Charlie, who had been sorting papers on her desk and half-watching her monitor, turned to them with an almost-amused little smile - an expression that Castiel caught often on her face when she was looking at him and Dean together. He could never figure out what she was thinking; probably, she was figuring him out as easily as Claire had, seeing how he felt about Dean and pitying him soundly.

“Hey,” she said aloud. “I’m just going to go on my break. Can you guys watch the desk for me? I don’t wanna have to go find someone else. Last time I got Claire to do it, and she somehow screwed up my filing system.” 

“She’s just a kid,” Dean said, at the same time as Castiel offered,

“Well, she is very young.” 

They met each other’s eyes. Castiel tried to keep his expression all irritated and not at all warm.

“It’ll be for ten minutes, max,” Charlie interjected, when the stare drew out a second too long. Castiel cleared his throat, and Dean nodded.

“Yeah, uh, yeah,” he said gruffly. 

“Of course we’ll watch the desk,” Castiel added.

“We’ve got it covered.”

“Covered in papers, from your filing system, left just the way you ordered them,” Castiel said.

“No worries.”

“Not a problem.”

Charlie eyed them both, hard, and leaned down towards the microphone on the far side of her desk. Pressing the button, she spoke into it clearly.

“This is a staff announcement. Would Jo please go to aisle eleven and continue restocking.” Her voice echoed throughout the store. On the monitor, Jo could be seen tidying away her mop and heading for aisle eleven. Castiel, who had been trying to shelve stock there between his strolls up and down the store looking for items from a Christmas carol, gave Charlie a little nod of thanks as she walked out from behind the desk and headed for the break room.

Dean and Castiel took their places behind the desk.

Silence fell.

Dean started doing a little dance, shuffling his weight from one foot to the other, but quickly stopped.

Castiel cleared his throat.

Twice.

Dean let out a long sigh.

_ Well _ , thought Castiel dryly,  _ at least this isn’t awkward _ .

***

_ Jesus,  _ thought Dean,  _ this is so awkward. _

He swung his arms a bit, and then stopped. Castiel didn’t need any more reasons to think he was a total weirdo, after that ridiculous photo from earlier.

“So,” he said, when the silence was too oppressive and he couldn’t take it anymore. “Got any plans for when you get out of here?”

“Just… going back to my dorm,” Castiel said, and to Dean he sounded dissatisfied. “I have an essay due in the new year that I could start on.”

“You’re going to work, on Christmas?” Dean asked incredulously - and then realised what he’d said, and snorted. “I mean… even more?”

Castiel lifted a shoulder. “I enjoy my studies,” he said flatly. 

Dean couldn’t believe it. The guy was getting out of work, just to go home and work? Suddenly, it didn’t seem like such a bad thing that whatever was happening between the two of them had never worked out. If Castiel was this much of a workaholic, they wouldn’t exactly be compatible.

“Yeah, but… come on, man,” Dean said aloud. “Christmas is for, like, trees and stuff.”

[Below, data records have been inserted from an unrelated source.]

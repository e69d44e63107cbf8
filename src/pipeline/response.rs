//! Successful response bodies.

use serde::Serialize;

use crate::generator::{GeneratedDiagnosis, Investigation, PossibleDiagnosis, TreatmentSuggestion};
use crate::intake::MainSymptom;
use crate::rate_limit::QuotaStatus;
use crate::safety::{RiskAssessment, SafetyAssessment};

/// Diagnosis plus the safety review of its suggestions.
///
/// Only suggestions that passed the assessor appear in
/// `recommended_medications`; withheld ones are listed in `safety_assessment`.
#[derive(Debug, Clone, PartialEq, Serialize)]
pub struct DiagnosisResponse {
    pub request_id: String,
    pub patient_age: u8,
    #[serde(skip_serializing_if = "Option::is_none")]
    pub primary_symptom: Option<MainSymptom>,
    pub possible_diagnoses: Vec<PossibleDiagnosis>,
    pub clinical_reasoning: String,
    pub differential_considerations: Vec<String>,
    pub safety_assessment: SafetyAssessment,
    pub risk_assessment: RiskAssessment,
    pub recommended_investigations: Vec<Investigation>,
    pub recommended_medications: Vec<TreatmentSuggestion>,
    pub patient_education: Vec<String>,
    pub confidence_score: f64,
    pub disclaimer: String,
    pub timestamp: String,
}

/// Patient fields echoed back in the response.
pub(crate) struct Subject {
    pub request_id: String,
    pub patient_age: u8,
    pub primary_symptom: Option<MainSymptom>,
}

impl DiagnosisResponse {
    pub(crate) fn assemble(
        subject: Subject,
        diagnosis: GeneratedDiagnosis,
        safety: SafetyAssessment,
        risk: RiskAssessment,
        disclaimer: &str,
        timestamp: String,
    ) -> Self {
        Self {
            request_id: subject.request_id,
            patient_age: subject.patient_age,
            primary_symptom: subject.primary_symptom,
            possible_diagnoses: diagnosis.possible_diagnoses,
            clinical_reasoning: diagnosis.clinical_reasoning,
            differential_considerations: diagnosis.differential_considerations,
            recommended_medications: safety.recommended_medications.clone(),
            safety_assessment: safety,
            risk_assessment: risk,
            recommended_investigations: diagnosis.recommended_investigations,
            patient_education: diagnosis.patient_education,
            confidence_score: diagnosis.confidence_score,
            disclaimer: disclaimer.to_string(),
            timestamp,
        }
    }
}

/// Body of the validation-only endpoint.
#[derive(Debug, Clone, PartialEq, Eq, Serialize)]
pub struct ValidationReport {
    pub valid: bool,
    pub request_id: String,
    pub primary_symptom: MainSymptom,
}

/// A response body plus the caller's quota after this request, when metered.
#[derive(Debug, Clone)]
pub struct Outcome<T> {
    pub body: T,
    pub quota: Option<QuotaStatus>,
}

Raising an eyebrow, Castiel shot Dean a glance.

“Maybe, in that case, I’ll go walk around in a forest.”

Dean huffed. “ _ Christmas  _ trees. You know what I mean. Like, you’re not supposed to work on Christmas by choice, you know? You’re supposed to celebrate and whatever.”

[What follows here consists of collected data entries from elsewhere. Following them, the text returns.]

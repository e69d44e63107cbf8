//! Fixed-window limiter.

use std::sync::Arc;

use serde::Serialize;

use crate::clock::TimeSource;
use crate::config::StoreFailurePolicy;
use crate::observability::metrics;
use crate::rate_limit::{CounterStore, RateLimitError, RateLimitKey, StoreError};

/// Quota position of a caller inside the current window.
#[derive(Debug, Clone, Copy, PartialEq, Eq, Serialize)]
pub struct QuotaStatus {
    pub limit: u64,
    pub remaining: u64,
    pub window_seconds: u64,
    /// Seconds until the current window closes.
    pub reset_after_seconds: u64,
}

/// Outcome of one `check_and_record` call.
#[derive(Debug, Clone, Copy, PartialEq, Eq)]
pub enum Decision {
    Admit(QuotaStatus),
    /// Store unreachable under the fail-open policy; nothing was counted.
    AdmitUnmetered,
    Reject { retry_after_secs: u64 },
}

impl Decision {
    pub fn is_admitted(&self) -> bool {
        !matches!(self, Decision::Reject { .. })
    }

    /// Admitted quota status (if metered), or the terminal error.
    pub fn into_result(self) -> Result<Option<QuotaStatus>, RateLimitError> {
        match self {
            Decision::Admit(status) => Ok(Some(status)),
            Decision::AdmitUnmetered => Ok(None),
            Decision::Reject { retry_after_secs } => {
                Err(RateLimitError::QuotaExceeded { retry_after_secs })
            }
        }
    }
}

struct Window {
    index: u64,
    reset_after: u64,
}

fn current_window(now: u64, window_secs: u64) -> Window {
    let index = now / window_secs;
    let start = index * window_secs;
    Window {
        index,
        // Always >= 1 because now < start + window_secs.
        reset_after: start + window_secs - now,
    }
}

fn storage_key(key: &RateLimitKey, index: u64) -> String {
    format!("rate_limit:{key}:{index}")
}

/// Admits or rejects callers against a quota per fixed window.
#[derive(Clone)]
pub struct RateLimiter {
    store: Arc<dyn CounterStore>,
    clock: Arc<dyn TimeSource>,
    policy: StoreFailurePolicy,
}

impl RateLimiter {
    pub fn new(store: Arc<dyn CounterStore>, clock: Arc<dyn TimeSource>, policy: StoreFailurePolicy) -> Self {
        Self { store, clock, policy }
    }

    pub fn policy(&self) -> StoreFailurePolicy {
        self.policy
    }

    pub fn store(&self) -> &Arc<dyn CounterStore> {
        &self.store
    }

    /// Count one request for `key` and decide whether it is admitted.
    pub async fn check_and_record(&self, key: &RateLimitKey, quota: u64, window_secs: u64) -> Decision {
        let window_secs = window_secs.max(1);
        let window = current_window(self.clock.now(), window_secs);

        match self
            .store
            .increment_with_expiry(&storage_key(key, window.index), window_secs)
            .await
        {
            Ok(count) if count > quota => {
                tracing::warn!(client = %key, count, quota, retry_after = window.reset_after, "Rate limit exceeded");
                metrics::record_rate_limited("quota_exceeded");
                Decision::Reject {
                    retry_after_secs: window.reset_after,
                }
            }
            Ok(count) => Decision::Admit(QuotaStatus {
                limit: quota,
                remaining: quota - count,
                window_seconds: window_secs,
                reset_after_seconds: window.reset_after,
            }),
            Err(e) => self.on_store_failure(key, &e, window.reset_after),
        }
    }

    fn on_store_failure(&self, key: &RateLimitKey, error: &StoreError, reset_after: u64) -> Decision {
        metrics::record_store_error();
        match self.policy {
            StoreFailurePolicy::FailOpen => {
                tracing::warn!(client = %key, error = %error, "Counter store unavailable, admitting unmetered");
                Decision::AdmitUnmetered
            }
            StoreFailurePolicy::FailClosed => {
                tracing::error!(client = %key, error = %error, "Counter store unavailable, rejecting");
                metrics::record_rate_limited("store_unavailable");
                Decision::Reject {
                    retry_after_secs: reset_after,
                }
            }
        }
    }

    /// Decision for a check that never got an answer from the store.
    pub fn store_unreachable(&self, key: &RateLimitKey, error: &StoreError, window_secs: u64) -> Decision {
        let window = current_window(self.clock.now(), window_secs.max(1));
        self.on_store_failure(key, error, window.reset_after)
    }

    /// Read-only view of the caller's quota for the current window.
    pub async fn status(&self, key: &RateLimitKey, quota: u64, window_secs: u64) -> Result<QuotaStatus, StoreError> {
        let window_secs = window_secs.max(1);
        let window = current_window(self.clock.now(), window_secs);
        let used = self
            .store
            .peek(&storage_key(key, window.index))
            .await?
            .unwrap_or(0);

        Ok(QuotaStatus {
            limit: quota,
            remaining: quota.saturating_sub(used),
            window_seconds: window_secs,
            reset_after_seconds: window.reset_after,
        })
    }
}

#[cfg(test)]
mod tests {
    use super::*;
    use crate::clock::ManualTimeSource;
    use crate::rate_limit::MemoryCounterStore;
    use async_trait::async_trait;
    use proptest::prelude::*;
    use std::sync::atomic::{AtomicU32, Ordering};

    struct DownStore;

    #[async_trait]
    impl CounterStore for DownStore {
        async fn increment_with_expiry(&self, _key: &str, _ttl: u64) -> Result<u64, StoreError> {
            Err(StoreError::Unavailable("connection refused".to_string()))
        }
        async fn peek(&self, _key: &str) -> Result<Option<u64>, StoreError> {
            Err(StoreError::Unavailable("connection refused".to_string()))
        }
    }

    /// Fails every other call.
    struct FlakyStore {
        inner: MemoryCounterStore,
        calls: AtomicU32,
    }

    #[async_trait]
    impl CounterStore for FlakyStore {
        async fn increment_with_expiry(&self, key: &str, ttl: u64) -> Result<u64, StoreError> {
            if self.calls.fetch_add(1, Ordering::SeqCst) % 2 == 1 {
                return Err(StoreError::Unavailable("timeout".to_string()));
            }
            self.inner.increment_with_expiry(key, ttl).await
        }
        async fn peek(&self, key: &str) -> Result<Option<u64>, StoreError> {
            self.inner.peek(key).await
        }
    }

    fn limiter(clock: Arc<ManualTimeSource>) -> RateLimiter {
        RateLimiter::new(
            Arc::new(MemoryCounterStore::new(clock.clone())),
            clock,
            StoreFailurePolicy::FailOpen,
        )
    }

    fn key() -> RateLimitKey {
        RateLimitKey::for_address("10.1.2.3".parse().unwrap())
    }

    #[tokio::test]
    async fn test_quota_then_reject_with_retry_after() {
        // 101 requests in one hour under 100/3600s.
        let clock = Arc::new(ManualTimeSource::new(7_200));
        let limiter = limiter(clock.clone());

        for i in 1..=100u64 {
            let decision = limiter.check_and_record(&key(), 100, 3600).await;
            assert!(decision.is_admitted(), "request {i} should be admitted");
            clock.advance(30);
        }

        match limiter.check_and_record(&key(), 100, 3600).await {
            Decision::Reject { retry_after_secs } => {
                assert!(retry_after_secs > 0);
                assert_eq!(retry_after_secs, 3600 - 100 * 30);
            }
            other => panic!("expected reject, got {other:?}"),
        }
    }

    #[tokio::test]
    async fn test_counter_resets_at_window_boundary() {
        let clock = Arc::new(ManualTimeSource::new(59));
        let limiter = limiter(clock.clone());

        assert!(limiter.check_and_record(&key(), 1, 60).await.is_admitted());
        assert!(!limiter.check_and_record(&key(), 1, 60).await.is_admitted());

        clock.set(60);
        assert!(limiter.check_and_record(&key(), 1, 60).await.is_admitted());
    }

    #[tokio::test]
    async fn test_admit_reports_remaining() {
        let clock = Arc::new(ManualTimeSource::new(10));
        let limiter = limiter(clock);

        let Decision::Admit(status) = limiter.check_and_record(&key(), 3, 60).await else {
            panic!("expected admit");
        };
        assert_eq!(status.remaining, 2);
        assert_eq!(status.reset_after_seconds, 50);

        let peeked = limiter.status(&key(), 3, 60).await.unwrap();
        assert_eq!(peeked.remaining, 2);
    }

    #[tokio::test]
    async fn test_keys_are_independent() {
        let clock = Arc::new(ManualTimeSource::new(0));
        let limiter = limiter(clock);
        let other = RateLimitKey::for_address("10.9.9.9".parse().unwrap());

        assert!(limiter.check_and_record(&key(), 1, 60).await.is_admitted());
        assert!(limiter.check_and_record(&other, 1, 60).await.is_admitted());
    }

    #[tokio::test]
    async fn test_concurrent_requests_never_exceed_quota() {
        let clock = Arc::new(ManualTimeSource::new(0));
        let limiter = limiter(clock);

        let mut handles = Vec::new();
        for _ in 0..200 {
            let limiter = limiter.clone();
            handles.push(tokio::spawn(async move {
                limiter.check_and_record(&key(), 50, 60).await.is_admitted()
            }));
        }

        let mut admitted = 0;
        for handle in handles {
            if handle.await.unwrap() {
                admitted += 1;
            }
        }
        assert_eq!(admitted, 50);
    }

    #[tokio::test]
    async fn test_store_failure_policies() {
        let clock = Arc::new(ManualTimeSource::new(30));

        let open = RateLimiter::new(Arc::new(DownStore), clock.clone(), StoreFailurePolicy::FailOpen);
        assert_eq!(open.check_and_record(&key(), 1, 60).await, Decision::AdmitUnmetered);

        let closed = RateLimiter::new(Arc::new(DownStore), clock, StoreFailurePolicy::FailClosed);
        assert_eq!(
            closed.check_and_record(&key(), 1, 60).await,
            Decision::Reject { retry_after_secs: 30 }
        );
    }

    #[tokio::test]
    async fn test_flaky_store_never_flips_policy() {
        let clock = Arc::new(ManualTimeSource::new(0));
        let store = FlakyStore {
            inner: MemoryCounterStore::new(clock.clone()),
            calls: AtomicU32::new(0),
        };
        let limiter = RateLimiter::new(Arc::new(store), clock, StoreFailurePolicy::FailClosed);

        for call in 0..10 {
            let decision = limiter.check_and_record(&key(), 100, 60).await;
            if call % 2 == 1 {
                // Every failed store call gets the same deterministic answer.
                assert!(matches!(decision, Decision::Reject { .. }));
            } else {
                assert!(matches!(decision, Decision::Admit(_)));
            }
        }
    }

    proptest! {
        #[test]
        fn prop_first_quota_requests_admitted_next_rejected(
            quota in 1u64..40,
            window in 1u64..7200,
            start in 0u64..1_000_000,
        ) {
            let rt = tokio::runtime::Builder::new_current_thread().build().unwrap();
            rt.block_on(async {
                let clock = Arc::new(ManualTimeSource::new(start));
                let limiter = limiter(clock);
                for _ in 0..quota {
                    assert!(limiter.check_and_record(&key(), quota, window).await.is_admitted());
                }
                match limiter.check_and_record(&key(), quota, window).await {
                    Decision::Reject { retry_after_secs } => assert!(retry_after_secs > 0 && retry_after_secs <= window),
                    other => panic!("expected reject, got {other:?}"),
                }
            });
        }
    }
}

Castiel shrugged. “Maybe it’s my way of celebrating.”

“Don’t you have family you can go see?”

“My brother is in Malibu. My parents also live in California. I came here to study, even though they didn’t want me to, so they wouldn’t be thrilled to see me even if I could make it back in time.” He offered Dean an askance smile. “Do you think I’d take so many shifts here if I had parents who supported my life and my choices enough to want to see me at Christmas?”

Dean frowned, looking confused. “I thought… don’t you go to Harvard?”

“I do.”

“And your parents…  _ didn’t  _ want you to come?”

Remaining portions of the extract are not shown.